◆ **REQUIREMENT**: Read the lines of the data below and retrieve those with "removals".

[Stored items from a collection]
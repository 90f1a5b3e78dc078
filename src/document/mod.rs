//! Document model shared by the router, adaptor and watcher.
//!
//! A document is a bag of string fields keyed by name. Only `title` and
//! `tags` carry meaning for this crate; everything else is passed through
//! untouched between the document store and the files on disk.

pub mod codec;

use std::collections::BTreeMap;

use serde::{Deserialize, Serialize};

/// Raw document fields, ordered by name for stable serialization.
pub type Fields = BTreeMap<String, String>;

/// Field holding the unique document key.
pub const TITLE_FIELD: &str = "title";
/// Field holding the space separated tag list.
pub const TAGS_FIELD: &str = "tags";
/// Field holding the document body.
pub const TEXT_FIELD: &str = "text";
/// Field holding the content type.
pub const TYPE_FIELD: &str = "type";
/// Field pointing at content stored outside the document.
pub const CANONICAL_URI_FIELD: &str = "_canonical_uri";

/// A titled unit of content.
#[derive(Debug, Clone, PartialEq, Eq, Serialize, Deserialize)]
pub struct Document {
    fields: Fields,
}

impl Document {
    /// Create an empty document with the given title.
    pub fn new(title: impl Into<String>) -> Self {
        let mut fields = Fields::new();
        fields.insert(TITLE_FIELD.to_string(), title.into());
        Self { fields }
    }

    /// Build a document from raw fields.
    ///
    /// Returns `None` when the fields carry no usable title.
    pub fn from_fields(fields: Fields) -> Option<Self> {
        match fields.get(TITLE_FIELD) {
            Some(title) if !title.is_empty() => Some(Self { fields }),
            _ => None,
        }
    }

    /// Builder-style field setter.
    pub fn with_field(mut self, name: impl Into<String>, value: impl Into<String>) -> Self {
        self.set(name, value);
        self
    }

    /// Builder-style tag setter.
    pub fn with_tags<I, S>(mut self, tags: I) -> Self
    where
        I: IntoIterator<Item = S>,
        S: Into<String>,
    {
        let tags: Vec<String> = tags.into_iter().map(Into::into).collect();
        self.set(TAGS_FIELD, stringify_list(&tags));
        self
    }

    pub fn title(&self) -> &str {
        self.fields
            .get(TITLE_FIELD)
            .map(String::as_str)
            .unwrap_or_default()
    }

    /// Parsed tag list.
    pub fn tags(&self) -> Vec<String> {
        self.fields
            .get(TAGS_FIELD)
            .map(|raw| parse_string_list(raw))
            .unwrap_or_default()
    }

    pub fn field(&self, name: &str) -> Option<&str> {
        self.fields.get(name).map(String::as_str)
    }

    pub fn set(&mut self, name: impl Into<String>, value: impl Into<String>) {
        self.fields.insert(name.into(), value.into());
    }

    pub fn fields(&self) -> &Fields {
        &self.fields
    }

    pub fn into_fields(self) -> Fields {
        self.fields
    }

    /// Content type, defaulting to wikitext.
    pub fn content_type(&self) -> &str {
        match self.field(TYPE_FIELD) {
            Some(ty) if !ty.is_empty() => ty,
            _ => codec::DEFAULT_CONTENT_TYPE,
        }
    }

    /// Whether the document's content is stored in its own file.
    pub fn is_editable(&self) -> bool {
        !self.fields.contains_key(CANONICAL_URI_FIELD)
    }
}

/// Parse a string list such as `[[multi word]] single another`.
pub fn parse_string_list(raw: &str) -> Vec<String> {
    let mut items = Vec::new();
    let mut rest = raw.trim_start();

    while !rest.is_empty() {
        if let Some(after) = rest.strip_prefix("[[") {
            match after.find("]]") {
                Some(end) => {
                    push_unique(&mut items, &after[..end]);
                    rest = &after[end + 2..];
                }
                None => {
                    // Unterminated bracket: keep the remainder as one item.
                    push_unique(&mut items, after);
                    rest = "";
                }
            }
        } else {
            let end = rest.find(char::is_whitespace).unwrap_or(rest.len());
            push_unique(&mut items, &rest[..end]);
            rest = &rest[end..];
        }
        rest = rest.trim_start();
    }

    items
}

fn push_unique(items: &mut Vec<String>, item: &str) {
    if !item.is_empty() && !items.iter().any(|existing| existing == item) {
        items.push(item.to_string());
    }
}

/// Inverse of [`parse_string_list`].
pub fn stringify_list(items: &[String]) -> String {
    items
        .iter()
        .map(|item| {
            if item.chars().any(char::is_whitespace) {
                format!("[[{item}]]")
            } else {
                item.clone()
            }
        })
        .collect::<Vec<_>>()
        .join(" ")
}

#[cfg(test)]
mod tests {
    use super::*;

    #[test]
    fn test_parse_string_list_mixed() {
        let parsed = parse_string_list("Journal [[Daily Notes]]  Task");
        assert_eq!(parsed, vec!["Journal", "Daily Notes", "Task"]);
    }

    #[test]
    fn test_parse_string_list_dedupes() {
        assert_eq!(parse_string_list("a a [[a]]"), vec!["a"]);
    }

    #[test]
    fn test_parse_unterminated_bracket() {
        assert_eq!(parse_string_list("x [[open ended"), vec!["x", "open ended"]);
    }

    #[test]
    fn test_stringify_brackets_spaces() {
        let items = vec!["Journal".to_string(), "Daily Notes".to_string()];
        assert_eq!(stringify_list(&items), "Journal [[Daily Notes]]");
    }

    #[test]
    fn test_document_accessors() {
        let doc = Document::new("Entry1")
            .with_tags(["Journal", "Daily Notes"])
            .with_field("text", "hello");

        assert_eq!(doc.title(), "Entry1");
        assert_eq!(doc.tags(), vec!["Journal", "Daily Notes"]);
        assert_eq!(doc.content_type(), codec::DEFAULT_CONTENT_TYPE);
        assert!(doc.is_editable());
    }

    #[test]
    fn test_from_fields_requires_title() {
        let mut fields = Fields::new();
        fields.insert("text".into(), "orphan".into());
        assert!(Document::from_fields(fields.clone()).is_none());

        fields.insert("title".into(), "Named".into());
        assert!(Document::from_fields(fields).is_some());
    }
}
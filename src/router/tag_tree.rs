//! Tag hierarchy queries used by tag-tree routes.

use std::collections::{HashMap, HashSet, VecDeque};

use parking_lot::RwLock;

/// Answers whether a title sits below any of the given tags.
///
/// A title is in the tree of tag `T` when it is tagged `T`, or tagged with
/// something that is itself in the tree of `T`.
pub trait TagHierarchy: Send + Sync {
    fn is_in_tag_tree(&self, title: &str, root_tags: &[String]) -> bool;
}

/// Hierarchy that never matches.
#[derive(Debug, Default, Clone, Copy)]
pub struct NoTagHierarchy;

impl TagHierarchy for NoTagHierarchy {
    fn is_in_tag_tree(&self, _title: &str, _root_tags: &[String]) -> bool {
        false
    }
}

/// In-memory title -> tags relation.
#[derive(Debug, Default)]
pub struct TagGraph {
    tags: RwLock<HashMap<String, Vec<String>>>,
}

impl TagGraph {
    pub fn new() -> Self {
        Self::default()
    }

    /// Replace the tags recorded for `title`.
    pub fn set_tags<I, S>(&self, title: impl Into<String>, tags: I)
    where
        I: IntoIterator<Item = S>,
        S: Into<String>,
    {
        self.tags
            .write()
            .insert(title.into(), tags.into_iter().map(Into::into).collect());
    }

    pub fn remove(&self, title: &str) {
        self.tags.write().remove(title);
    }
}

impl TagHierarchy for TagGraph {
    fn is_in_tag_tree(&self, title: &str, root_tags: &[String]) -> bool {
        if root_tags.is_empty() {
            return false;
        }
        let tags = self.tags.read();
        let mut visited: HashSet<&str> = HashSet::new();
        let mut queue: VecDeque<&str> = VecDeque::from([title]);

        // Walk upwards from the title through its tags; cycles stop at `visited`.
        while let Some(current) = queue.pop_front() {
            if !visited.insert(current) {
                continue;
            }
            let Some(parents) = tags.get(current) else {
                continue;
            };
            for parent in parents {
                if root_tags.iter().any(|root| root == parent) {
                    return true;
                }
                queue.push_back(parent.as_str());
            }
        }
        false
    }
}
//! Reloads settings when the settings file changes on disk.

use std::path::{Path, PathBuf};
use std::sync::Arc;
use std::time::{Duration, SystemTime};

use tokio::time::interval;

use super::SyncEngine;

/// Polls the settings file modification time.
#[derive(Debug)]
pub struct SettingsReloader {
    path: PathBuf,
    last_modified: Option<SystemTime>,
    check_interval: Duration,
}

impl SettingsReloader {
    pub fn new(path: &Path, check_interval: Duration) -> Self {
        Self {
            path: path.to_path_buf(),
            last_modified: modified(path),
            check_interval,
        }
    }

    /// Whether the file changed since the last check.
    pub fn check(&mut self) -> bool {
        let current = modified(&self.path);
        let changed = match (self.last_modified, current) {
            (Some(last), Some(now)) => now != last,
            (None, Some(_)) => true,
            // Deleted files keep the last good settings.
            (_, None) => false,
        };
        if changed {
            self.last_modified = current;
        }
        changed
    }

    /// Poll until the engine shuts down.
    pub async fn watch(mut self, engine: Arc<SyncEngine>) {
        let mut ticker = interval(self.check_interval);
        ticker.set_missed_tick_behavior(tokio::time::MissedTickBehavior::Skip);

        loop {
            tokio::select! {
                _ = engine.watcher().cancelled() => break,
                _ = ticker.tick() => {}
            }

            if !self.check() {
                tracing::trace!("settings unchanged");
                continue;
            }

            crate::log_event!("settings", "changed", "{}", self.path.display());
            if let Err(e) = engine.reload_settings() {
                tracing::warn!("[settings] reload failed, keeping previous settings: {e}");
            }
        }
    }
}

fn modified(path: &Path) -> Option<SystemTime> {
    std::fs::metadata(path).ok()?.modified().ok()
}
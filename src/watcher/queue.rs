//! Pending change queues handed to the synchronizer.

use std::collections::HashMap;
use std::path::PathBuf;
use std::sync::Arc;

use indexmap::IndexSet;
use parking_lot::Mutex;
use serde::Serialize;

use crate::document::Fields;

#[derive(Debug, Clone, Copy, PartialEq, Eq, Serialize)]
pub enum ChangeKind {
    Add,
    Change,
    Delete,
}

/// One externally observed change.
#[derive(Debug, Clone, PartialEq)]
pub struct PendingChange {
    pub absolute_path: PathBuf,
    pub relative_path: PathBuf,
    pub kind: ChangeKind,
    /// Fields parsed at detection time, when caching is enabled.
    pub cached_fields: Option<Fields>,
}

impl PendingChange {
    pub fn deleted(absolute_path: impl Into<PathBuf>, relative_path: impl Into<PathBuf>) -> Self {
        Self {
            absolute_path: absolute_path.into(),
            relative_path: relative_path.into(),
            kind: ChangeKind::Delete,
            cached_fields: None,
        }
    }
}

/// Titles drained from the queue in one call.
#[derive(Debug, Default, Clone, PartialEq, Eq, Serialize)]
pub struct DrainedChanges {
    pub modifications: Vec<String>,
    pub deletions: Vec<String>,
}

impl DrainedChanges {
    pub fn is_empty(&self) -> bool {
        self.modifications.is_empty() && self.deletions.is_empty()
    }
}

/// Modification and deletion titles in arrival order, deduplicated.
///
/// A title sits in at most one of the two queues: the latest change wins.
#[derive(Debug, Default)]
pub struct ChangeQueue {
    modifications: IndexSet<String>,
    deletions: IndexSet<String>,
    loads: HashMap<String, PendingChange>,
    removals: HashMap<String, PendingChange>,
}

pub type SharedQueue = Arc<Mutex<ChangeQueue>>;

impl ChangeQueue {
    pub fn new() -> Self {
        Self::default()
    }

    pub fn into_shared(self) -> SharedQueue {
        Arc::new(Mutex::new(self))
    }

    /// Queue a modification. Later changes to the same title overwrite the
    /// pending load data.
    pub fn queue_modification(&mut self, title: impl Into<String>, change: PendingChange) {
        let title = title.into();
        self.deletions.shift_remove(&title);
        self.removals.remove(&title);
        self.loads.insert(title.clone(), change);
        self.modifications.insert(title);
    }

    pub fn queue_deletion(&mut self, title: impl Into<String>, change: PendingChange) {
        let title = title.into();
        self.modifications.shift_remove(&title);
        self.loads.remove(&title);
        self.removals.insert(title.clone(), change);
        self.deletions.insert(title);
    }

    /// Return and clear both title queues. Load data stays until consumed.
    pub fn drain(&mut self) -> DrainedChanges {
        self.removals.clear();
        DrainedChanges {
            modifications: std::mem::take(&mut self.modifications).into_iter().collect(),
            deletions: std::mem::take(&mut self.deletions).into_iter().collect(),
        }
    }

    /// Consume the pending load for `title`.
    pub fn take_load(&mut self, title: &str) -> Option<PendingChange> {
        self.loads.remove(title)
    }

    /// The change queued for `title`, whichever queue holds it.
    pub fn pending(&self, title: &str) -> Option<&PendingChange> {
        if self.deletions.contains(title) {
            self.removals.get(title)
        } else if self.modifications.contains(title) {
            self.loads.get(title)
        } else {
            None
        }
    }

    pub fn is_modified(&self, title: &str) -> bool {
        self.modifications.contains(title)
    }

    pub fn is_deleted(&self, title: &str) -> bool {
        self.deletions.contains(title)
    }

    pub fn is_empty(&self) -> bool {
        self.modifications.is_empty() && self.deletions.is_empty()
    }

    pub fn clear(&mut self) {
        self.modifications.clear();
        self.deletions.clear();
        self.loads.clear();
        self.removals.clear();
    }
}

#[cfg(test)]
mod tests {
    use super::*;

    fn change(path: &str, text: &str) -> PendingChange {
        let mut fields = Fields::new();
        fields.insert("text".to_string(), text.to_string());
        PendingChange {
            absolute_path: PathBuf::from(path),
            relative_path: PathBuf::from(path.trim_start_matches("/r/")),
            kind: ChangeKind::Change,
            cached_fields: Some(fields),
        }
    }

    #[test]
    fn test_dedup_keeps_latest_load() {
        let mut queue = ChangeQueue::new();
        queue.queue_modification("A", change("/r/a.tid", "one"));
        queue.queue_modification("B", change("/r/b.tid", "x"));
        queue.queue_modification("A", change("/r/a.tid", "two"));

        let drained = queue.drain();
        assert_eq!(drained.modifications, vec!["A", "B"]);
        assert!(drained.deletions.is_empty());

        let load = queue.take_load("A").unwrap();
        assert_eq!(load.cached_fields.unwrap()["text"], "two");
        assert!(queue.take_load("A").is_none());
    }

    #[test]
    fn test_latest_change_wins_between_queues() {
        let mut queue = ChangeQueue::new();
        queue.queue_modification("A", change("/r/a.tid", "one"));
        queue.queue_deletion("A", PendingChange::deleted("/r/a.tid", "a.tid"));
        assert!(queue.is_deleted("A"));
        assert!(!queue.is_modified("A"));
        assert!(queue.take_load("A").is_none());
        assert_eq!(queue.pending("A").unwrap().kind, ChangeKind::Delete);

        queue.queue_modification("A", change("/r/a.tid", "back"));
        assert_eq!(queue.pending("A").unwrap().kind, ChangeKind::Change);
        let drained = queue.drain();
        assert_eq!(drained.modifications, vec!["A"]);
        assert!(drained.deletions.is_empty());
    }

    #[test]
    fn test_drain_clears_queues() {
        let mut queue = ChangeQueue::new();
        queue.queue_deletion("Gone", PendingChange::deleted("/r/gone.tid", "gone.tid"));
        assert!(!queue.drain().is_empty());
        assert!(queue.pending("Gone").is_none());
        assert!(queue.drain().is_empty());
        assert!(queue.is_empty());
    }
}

◆ **OUTPUT**:
    removals: HashMap<String, PendingChange>,
        self.removals.remove(&title);
        self.removals.insert(title.clone(), change);
        self.removals.clear();
            self.removals.get(title)
        self.removals.clear();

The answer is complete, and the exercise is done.